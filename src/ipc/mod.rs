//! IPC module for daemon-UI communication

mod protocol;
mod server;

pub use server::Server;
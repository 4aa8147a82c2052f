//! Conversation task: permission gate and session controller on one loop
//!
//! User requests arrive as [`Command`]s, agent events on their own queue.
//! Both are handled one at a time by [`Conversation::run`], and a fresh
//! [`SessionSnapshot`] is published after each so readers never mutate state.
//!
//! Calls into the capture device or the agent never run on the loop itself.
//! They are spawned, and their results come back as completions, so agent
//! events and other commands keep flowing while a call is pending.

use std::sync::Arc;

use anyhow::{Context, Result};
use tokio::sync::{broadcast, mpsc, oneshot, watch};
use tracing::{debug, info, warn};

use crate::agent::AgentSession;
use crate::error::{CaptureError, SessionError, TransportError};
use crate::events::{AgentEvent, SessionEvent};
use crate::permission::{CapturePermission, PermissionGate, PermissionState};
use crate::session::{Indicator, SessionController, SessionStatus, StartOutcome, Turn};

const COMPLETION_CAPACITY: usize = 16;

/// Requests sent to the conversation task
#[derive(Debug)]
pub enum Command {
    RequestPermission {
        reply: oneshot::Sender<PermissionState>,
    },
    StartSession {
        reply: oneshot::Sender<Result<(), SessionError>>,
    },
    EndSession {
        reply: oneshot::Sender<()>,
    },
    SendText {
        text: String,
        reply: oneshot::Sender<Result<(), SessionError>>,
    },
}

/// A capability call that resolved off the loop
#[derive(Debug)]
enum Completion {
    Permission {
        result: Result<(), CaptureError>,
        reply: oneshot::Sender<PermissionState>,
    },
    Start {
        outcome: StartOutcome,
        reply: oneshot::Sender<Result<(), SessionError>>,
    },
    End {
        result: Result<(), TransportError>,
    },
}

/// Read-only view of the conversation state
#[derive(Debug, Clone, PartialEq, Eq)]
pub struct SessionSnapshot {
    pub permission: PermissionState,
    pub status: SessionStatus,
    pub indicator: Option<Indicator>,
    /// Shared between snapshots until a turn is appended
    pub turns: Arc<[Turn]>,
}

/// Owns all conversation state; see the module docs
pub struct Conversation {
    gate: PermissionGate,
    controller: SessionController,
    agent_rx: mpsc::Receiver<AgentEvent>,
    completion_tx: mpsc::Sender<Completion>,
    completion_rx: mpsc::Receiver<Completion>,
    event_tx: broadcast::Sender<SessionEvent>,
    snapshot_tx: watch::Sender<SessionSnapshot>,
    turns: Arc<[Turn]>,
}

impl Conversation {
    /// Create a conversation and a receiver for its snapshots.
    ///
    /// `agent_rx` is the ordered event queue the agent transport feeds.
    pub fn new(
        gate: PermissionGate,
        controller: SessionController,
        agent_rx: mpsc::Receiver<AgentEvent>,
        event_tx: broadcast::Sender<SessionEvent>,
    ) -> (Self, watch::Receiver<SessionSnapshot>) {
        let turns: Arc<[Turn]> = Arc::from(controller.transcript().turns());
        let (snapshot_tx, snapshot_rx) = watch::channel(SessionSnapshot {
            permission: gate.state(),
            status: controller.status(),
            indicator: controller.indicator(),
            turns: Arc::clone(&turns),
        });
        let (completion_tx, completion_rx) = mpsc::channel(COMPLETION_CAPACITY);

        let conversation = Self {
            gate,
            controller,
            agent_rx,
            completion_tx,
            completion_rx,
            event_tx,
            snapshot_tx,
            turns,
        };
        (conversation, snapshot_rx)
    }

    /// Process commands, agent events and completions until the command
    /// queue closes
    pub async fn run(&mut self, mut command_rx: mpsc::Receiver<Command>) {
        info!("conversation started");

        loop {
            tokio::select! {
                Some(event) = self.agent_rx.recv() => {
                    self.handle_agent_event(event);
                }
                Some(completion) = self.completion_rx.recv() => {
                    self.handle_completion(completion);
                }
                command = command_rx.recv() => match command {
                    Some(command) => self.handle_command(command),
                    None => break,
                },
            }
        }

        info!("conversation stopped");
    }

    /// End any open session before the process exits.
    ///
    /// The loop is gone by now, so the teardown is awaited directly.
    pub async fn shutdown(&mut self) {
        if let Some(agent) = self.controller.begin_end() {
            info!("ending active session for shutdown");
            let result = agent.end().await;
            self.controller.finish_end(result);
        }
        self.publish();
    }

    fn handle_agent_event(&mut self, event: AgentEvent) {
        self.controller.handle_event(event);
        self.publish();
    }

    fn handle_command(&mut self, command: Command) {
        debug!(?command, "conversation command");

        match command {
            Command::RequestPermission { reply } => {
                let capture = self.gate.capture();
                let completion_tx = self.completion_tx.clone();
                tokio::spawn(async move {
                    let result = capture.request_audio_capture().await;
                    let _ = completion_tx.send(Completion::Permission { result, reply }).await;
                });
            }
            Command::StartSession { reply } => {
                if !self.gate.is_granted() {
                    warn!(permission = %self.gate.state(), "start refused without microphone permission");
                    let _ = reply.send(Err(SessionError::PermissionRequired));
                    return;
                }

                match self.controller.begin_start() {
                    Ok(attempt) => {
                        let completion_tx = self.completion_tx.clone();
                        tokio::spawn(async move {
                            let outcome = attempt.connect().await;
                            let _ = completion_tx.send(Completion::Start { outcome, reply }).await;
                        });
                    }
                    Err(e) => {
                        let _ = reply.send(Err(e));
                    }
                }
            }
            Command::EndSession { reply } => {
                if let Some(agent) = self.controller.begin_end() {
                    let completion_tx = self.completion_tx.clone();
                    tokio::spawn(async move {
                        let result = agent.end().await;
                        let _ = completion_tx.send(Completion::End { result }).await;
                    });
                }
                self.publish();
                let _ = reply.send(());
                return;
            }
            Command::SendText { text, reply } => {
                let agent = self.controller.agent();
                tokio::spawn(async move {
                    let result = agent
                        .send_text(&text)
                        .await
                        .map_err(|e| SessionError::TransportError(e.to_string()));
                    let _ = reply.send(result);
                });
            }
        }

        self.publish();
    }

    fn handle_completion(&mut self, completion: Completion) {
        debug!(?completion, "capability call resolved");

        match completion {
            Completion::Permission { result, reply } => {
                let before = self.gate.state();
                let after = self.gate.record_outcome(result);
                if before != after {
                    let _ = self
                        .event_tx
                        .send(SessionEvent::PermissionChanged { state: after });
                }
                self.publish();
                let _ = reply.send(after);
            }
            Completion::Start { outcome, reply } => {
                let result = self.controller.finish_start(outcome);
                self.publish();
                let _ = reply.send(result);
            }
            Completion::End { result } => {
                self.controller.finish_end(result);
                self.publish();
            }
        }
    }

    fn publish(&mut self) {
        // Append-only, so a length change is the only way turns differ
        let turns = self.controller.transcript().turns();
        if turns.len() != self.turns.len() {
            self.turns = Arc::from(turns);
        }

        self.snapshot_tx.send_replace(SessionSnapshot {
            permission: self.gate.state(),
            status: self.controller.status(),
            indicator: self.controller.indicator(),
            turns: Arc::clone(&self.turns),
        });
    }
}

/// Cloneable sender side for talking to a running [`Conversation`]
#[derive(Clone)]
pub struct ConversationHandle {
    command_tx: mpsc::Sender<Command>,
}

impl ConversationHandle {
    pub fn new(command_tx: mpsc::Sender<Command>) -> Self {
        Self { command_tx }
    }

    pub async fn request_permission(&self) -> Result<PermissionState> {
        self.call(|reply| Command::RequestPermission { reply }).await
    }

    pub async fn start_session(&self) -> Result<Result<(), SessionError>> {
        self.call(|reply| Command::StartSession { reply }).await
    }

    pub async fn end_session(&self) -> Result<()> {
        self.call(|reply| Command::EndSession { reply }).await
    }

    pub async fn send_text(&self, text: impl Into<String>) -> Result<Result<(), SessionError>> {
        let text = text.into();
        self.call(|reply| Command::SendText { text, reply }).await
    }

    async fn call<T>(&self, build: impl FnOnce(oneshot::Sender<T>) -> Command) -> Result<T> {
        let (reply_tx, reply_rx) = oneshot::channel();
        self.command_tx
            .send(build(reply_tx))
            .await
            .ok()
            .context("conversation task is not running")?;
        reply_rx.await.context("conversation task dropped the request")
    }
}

## What to produce
From the top of the material above, please transcribe each line exactly. Include the line with "their own queue." and end there.

## Answer box
filename src/ipc/mod.rs
//! IPC module for daemon-UI communication

mod protocol;
mod server;

pub use server::Server;
repository 4aa8147a82c2052f
//! Conversation task: permission gate and session controller on one loop
//!
//! User requests arrive as [`Command`]s, agent events on their own queue.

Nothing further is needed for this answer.